START Material shown

use enumgen_core::{
    builder::EnumBuilder,
    definition::EnumDefinition,
    error::EnumError,
    export::{
        class_library::{describe, ConstantDescription},
        export_class_library, ExportOptions,
    },
    storage::{StorageType, ALL_STORAGE_TYPES},
};

fn build(entries: &[(&str, i64)]) -> EnumDefinition {
    let mut builder = EnumBuilder::new("TestEnum").unwrap();
    for (name, value) in entries {
        builder.push_entry(name, *value, None).unwrap();
    }
    builder.build().unwrap()
}

fn constants(entries: &[(&str, i64)]) -> Vec<ConstantDescription> {
    entries
        .iter()
        .map(|(name, value)| ConstantDescription {
            name:  name.to_string(),
            value: *value,
        })
        .collect()
}

#[test]
fn invalid_namespace_is_rejected() {
    let options = ExportOptions::default()
        .with_namespace("0Test")
        .with_assembly_name("Test");
    let err = export_class_library(&build(&[("A", 1)]), &options).unwrap_err();
    assert!(matches!(err, EnumError::InvalidNamespace(_)));
}

#[test]
fn invalid_assembly_name_is_rejected() {
    let options = ExportOptions::default()
        .with_namespace("Test")
        .with_assembly_name("0Test");
    let err = export_class_library(&build(&[("A", 1)]), &options).unwrap_err();
    assert!(matches!(err, EnumError::InvalidAssemblyName(name) if name == "0Test"));
}

#[test]
fn out_of_bounds_value_is_rejected() {
    let options = ExportOptions::default()
        .with_storage(StorageType::Unsigned8Bit)
        .with_assembly_name("Test");
    let err = export_class_library(&build(&[("A", -1)]), &options).unwrap_err();
    assert!(matches!(err, EnumError::OutOfBoundsValue { value: -1, .. }));
}

#[test]
fn basic_enum_is_exported() {
    let entries = [("A", 1), ("B", 2)];
    let image = export_class_library(&build(&entries), &ExportOptions::default().with_assembly_name("Test")).unwrap();
    let description = describe(&image).unwrap();

    assert_eq!(description.assembly_name, "Test");
    assert_eq!(description.module_name, "Test.dll");
    assert_eq!(description.types.len(), 1);
    let enum_type = &description.types[0];
    assert_eq!(enum_type.full_name(), "TestEnum");
    assert_eq!(enum_type.namespace, None);
    assert_eq!(enum_type.storage, StorageType::Signed32Bit);
    assert_eq!(enum_type.constants, constants(&entries));
}

#[test]
fn assembly_name_defaults_to_the_identifier() {
    let image = export_class_library(&build(&[("A", 1)]), &ExportOptions::default()).unwrap();
    let description = describe(&image).unwrap();
    assert_eq!(description.assembly_name, "TestEnum");
    assert_eq!(description.module_name, "TestEnum.dll");
}

#[test]
fn namespace_is_exported() {
    let options = ExportOptions::default()
        .with_assembly_name("Test")
        .with_namespace("A.B.C");
    let image = export_class_library(&build(&[("A", 1), ("B", 2)]), &options).unwrap();
    let description = describe(&image).unwrap();
    assert_eq!(description.types[0].full_name(), "A.B.C.TestEnum");
    assert_eq!(description.types[0].namespace.as_deref(), Some("A.B.C"));
}

#[test]
fn storage_type_is_exported() {
    let entries = [("A", 1), ("B", -1)];
    let options = ExportOptions::default()
        .with_assembly_name("Test")
        .with_storage(StorageType::Signed8Bit);
    let image = export_class_library(&build(&entries), &options).unwrap();
    let description = describe(&image).unwrap();
    assert_eq!(description.types[0].storage, StorageType::Signed8Bit);
    assert_eq!(description.types[0].constants, constants(&entries));
}

#[test]
fn every_storage_type_round_trips_its_bounds() {
    for storage in ALL_STORAGE_TYPES.iter().skip(1).copied() {
        let entries = [("Min", storage.min_value()), ("Max", storage.max_value())];
        let options = ExportOptions::default().with_storage(storage);
        let image = export_class_library(&build(&entries), &options).unwrap();
        let description = describe(&image).unwrap();
        assert_eq!(description.types[0].storage, storage);
        assert_eq!(description.types[0].constants, constants(&entries), "{}", storage);
    }
}

#[test]
fn export_is_deterministic() {
    let definition = build(&[("A", 1), ("B", 2)]);
    let options = ExportOptions::default().with_assembly_name("Test");
    let first = export_class_library(&definition, &options).unwrap();
    let second = export_class_library(&definition, &options).unwrap();
    assert_eq!(first, second);
    assert_eq!(describe(&first).unwrap().mvid, describe(&second).unwrap().mvid);
}

#[test]
fn different_content_gets_a_different_mvid() {
    let options = ExportOptions::default().with_assembly_name("Test");
    let first = export_class_library(&build(&[("A", 1)]), &options).unwrap();
    let second = export_class_library(&build(&[("A", 2)]), &options).unwrap();
    assert_ne!(describe(&first).unwrap().mvid, describe(&second).unwrap().mvid);
}

#[test]
fn image_has_the_expected_envelope() {
    let image = export_class_library(&build(&[("A", 1)]), &ExportOptions::default()).unwrap();
    assert_eq!(&image[..2], b"MZ");
    assert_eq!(u32::from_le_bytes([image[0x3C], image[0x3D], image[0x3E], image[0x3F]]), 0x80);
    assert_eq!(&image[0x80..0x84], b"PE\0\0");
    // COFF timestamp
    assert_eq!(&image[0x88..0x8C], &[0, 0, 0, 0]);
    assert_eq!(image.len() % 0x200, 0);
}

#[test]
fn many_entries_fit() {
    let names: Vec<String> = (0..2000).map(|i| format!("Entry{}", i)).collect();
    let mut builder = EnumBuilder::new("Large").unwrap();
    for (i, name) in names.iter().enumerate() {
        builder.push_entry(name, i as i64 * 3, None).unwrap();
    }
    let definition = builder.build().unwrap();

    let image = export_class_library(&definition, &ExportOptions::default()).unwrap();
    let description = describe(&image).unwrap();
    assert_eq!(description.types[0].constants.len(), 2000);
    assert_eq!(description.types[0].constants[1999].name, "Entry1999");
    assert_eq!(description.types[0].constants[1999].value, 5997);
}

#[test]
fn truncated_images_are_decode_errors() {
    let image = export_class_library(&build(&[("A", 1)]), &ExportOptions::default()).unwrap();
    for len in [0, 0x40, 0x100, 0x210, 0x260] {
        assert!(matches!(describe(&image[..len]), Err(EnumError::DecodeError(_))), "len {}", len);
    }
}

/// Byte offset of the enum's TypeDef row: public sealed flags, then name,
/// namespace and extends (2-byte indexes each) ahead of the field list.
fn enum_type_def_row(image: &[u8]) -> usize {
    image
        .windows(4)
        .position(|w| w == 0x0000_0101u32.to_le_bytes())
        .unwrap()
}

#[test]
fn zero_field_list_is_a_decode_error() {
    let mut image = export_class_library(&build(&[("A", 1), ("B", 2)]), &ExportOptions::default()).unwrap();
    let field_list = enum_type_def_row(&image) + 10;
    assert_eq!(&image[field_list..field_list + 2], &[1, 0]);

    image[field_list] = 0;
    assert!(matches!(describe(&image), Err(EnumError::DecodeError(_))));
}

#[test]
fn field_list_past_the_field_table_is_a_decode_error() {
    let mut image = export_class_library(&build(&[("A", 1), ("B", 2)]), &ExportOptions::default()).unwrap();
    let field_list = enum_type_def_row(&image) + 10;

    image[field_list] = 0x40;
    assert!(matches!(describe(&image), Err(EnumError::DecodeError(_))));
}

END Material shown

Exercise requirements> Among the entries, copy every line containing the word "iter".

Written solution>
        .iter()
    for storage in ALL_STORAGE_TYPES.iter().skip(1).copied() {
    for (i, name) in names.iter().enumerate() {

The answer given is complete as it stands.